Problem requirements
The expected output is each line in the data below that includes the string "next".

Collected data
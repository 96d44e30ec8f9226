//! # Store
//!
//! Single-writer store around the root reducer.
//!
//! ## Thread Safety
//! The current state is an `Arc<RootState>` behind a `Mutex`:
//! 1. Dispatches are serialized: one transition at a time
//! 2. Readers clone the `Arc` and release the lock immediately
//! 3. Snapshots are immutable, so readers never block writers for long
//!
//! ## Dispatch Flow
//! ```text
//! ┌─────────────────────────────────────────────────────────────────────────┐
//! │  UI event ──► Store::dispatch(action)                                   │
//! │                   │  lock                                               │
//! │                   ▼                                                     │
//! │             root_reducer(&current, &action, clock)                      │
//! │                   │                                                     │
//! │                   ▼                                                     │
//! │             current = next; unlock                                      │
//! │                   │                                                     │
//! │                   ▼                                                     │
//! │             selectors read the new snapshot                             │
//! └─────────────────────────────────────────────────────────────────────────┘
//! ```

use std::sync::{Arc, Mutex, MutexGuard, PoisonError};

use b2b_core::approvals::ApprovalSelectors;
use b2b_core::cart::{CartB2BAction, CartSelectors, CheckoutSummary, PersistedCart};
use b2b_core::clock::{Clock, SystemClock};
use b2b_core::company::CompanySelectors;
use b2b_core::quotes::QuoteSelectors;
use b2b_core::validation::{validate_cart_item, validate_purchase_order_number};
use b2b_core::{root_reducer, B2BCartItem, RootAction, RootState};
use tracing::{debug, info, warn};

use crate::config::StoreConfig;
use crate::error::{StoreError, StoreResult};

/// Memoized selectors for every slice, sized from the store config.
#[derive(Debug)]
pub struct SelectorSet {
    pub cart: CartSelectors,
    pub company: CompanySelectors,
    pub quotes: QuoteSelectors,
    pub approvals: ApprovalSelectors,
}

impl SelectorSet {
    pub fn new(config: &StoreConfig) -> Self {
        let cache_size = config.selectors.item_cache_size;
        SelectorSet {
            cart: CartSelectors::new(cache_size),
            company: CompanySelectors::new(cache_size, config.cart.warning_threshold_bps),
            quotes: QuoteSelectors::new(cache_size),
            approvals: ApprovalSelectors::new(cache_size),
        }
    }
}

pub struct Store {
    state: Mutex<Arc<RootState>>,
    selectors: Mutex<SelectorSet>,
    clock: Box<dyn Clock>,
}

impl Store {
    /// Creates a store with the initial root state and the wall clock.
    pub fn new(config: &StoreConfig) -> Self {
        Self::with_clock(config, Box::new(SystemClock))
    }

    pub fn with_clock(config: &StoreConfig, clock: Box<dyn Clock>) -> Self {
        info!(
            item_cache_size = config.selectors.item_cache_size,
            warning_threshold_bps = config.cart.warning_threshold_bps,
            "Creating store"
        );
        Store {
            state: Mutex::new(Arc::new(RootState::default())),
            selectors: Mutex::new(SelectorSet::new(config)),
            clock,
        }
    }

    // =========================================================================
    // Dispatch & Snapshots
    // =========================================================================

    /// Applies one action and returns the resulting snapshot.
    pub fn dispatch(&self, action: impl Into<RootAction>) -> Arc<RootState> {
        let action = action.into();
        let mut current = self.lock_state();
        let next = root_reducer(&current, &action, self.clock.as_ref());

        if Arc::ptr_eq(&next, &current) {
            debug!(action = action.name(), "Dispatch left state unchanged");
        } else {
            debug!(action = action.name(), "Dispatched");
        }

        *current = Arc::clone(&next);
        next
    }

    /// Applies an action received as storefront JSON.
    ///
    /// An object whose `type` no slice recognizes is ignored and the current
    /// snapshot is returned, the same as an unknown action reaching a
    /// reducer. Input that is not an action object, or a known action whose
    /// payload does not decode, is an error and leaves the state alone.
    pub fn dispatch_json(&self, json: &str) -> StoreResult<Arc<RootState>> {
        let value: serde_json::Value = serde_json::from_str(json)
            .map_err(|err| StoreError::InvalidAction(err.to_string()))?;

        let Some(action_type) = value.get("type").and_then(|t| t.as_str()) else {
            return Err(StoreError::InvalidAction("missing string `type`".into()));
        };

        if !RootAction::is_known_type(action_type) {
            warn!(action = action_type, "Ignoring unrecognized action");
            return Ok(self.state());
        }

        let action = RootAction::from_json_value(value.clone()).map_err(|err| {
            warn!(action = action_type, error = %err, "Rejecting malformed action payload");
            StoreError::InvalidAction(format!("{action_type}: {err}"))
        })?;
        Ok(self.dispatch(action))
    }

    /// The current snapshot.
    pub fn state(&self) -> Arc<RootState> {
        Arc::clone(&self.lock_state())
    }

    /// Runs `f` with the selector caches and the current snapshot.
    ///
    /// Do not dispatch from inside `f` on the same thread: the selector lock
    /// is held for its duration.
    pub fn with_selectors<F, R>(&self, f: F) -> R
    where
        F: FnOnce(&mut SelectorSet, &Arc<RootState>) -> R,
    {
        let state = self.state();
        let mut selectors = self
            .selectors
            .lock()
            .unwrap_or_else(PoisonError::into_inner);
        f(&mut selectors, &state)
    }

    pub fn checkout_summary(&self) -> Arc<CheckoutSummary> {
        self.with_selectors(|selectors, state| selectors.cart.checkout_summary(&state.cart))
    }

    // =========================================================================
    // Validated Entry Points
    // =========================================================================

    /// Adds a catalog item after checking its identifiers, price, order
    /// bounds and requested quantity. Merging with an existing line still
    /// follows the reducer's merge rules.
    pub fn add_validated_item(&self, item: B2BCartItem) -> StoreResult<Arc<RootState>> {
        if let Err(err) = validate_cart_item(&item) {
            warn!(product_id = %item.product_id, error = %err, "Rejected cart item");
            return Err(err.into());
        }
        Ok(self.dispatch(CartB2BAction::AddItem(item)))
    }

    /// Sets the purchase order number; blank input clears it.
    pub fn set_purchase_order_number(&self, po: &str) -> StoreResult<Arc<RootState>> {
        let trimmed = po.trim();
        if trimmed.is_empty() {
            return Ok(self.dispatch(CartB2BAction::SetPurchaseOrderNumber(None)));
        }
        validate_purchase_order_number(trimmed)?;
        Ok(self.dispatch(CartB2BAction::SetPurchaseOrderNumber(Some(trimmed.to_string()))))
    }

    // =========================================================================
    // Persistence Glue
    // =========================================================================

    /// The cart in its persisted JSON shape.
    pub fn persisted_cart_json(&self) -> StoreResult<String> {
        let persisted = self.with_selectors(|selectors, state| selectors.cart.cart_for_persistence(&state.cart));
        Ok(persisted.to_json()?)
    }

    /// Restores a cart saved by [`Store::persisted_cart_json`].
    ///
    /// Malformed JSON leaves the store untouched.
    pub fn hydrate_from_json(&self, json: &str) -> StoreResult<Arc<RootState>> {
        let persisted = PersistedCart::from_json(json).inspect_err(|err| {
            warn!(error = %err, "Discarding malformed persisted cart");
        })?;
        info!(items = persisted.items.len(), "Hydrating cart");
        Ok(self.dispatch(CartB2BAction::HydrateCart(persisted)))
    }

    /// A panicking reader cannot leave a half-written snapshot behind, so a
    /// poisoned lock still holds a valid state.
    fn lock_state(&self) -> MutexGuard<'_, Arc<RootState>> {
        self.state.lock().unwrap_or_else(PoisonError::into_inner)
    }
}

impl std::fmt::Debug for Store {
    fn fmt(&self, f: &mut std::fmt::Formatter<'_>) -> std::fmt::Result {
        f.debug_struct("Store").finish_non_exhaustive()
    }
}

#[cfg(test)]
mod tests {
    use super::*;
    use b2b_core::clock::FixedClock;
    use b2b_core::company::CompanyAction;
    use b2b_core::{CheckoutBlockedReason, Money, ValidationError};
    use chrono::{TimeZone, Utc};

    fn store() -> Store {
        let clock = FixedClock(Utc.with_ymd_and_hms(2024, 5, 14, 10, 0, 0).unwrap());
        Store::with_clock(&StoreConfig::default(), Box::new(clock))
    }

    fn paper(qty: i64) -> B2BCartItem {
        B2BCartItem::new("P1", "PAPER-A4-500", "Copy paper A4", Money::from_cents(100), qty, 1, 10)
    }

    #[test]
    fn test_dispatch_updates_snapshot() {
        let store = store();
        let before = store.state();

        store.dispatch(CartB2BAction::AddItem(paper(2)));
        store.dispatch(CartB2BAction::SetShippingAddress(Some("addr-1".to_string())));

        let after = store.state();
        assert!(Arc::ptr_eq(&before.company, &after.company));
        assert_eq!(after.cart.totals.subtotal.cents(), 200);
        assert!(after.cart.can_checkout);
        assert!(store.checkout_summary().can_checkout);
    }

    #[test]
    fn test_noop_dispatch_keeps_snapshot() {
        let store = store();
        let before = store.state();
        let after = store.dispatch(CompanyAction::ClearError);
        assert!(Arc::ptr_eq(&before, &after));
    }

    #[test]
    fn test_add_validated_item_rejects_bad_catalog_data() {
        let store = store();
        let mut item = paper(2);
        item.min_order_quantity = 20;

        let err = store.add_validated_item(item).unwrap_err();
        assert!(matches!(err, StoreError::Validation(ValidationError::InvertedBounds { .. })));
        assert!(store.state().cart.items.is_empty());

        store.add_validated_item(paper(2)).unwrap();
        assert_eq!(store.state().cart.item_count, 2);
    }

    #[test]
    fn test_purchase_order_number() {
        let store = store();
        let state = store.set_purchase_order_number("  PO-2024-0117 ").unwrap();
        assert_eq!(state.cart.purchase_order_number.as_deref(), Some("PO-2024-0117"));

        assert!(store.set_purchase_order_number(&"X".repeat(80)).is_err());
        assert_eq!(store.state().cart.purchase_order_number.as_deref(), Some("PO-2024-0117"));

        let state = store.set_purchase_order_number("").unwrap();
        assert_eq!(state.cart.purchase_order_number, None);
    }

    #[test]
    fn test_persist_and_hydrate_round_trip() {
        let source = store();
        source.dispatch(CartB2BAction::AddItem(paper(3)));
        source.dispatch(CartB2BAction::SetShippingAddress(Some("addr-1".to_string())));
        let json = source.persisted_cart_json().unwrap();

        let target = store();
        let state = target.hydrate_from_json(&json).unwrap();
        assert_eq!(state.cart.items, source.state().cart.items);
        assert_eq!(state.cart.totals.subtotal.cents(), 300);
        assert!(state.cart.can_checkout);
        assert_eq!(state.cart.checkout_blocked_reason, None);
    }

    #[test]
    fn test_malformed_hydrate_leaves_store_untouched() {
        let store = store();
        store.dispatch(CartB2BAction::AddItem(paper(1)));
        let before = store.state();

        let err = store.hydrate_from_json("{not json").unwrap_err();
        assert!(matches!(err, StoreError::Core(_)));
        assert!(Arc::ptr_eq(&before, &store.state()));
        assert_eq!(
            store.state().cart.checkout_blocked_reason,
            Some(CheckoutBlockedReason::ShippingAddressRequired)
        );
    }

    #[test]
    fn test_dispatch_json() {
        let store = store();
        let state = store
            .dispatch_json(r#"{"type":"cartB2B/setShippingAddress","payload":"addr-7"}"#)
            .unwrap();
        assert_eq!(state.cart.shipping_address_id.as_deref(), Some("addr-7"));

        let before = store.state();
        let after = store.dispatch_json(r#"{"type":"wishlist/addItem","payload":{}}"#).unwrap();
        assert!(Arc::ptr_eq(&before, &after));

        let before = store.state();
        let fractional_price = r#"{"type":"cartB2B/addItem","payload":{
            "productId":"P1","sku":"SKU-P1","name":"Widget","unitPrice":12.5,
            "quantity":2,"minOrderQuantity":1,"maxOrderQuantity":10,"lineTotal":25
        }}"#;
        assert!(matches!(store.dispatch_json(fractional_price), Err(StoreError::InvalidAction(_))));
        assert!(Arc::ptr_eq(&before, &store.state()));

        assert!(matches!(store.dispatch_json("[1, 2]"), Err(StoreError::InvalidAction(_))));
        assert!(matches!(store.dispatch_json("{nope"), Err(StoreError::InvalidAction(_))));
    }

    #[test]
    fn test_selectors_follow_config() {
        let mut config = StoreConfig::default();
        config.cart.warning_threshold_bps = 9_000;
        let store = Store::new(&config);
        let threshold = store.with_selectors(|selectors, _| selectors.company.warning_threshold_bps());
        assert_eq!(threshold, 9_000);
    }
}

Output of the task
//! │             current = next; unlock                                      │
        let next = root_reducer(&current, &action, self.clock.as_ref());
        if Arc::ptr_eq(&next, &current) {
        *current = Arc::clone(&next);
        next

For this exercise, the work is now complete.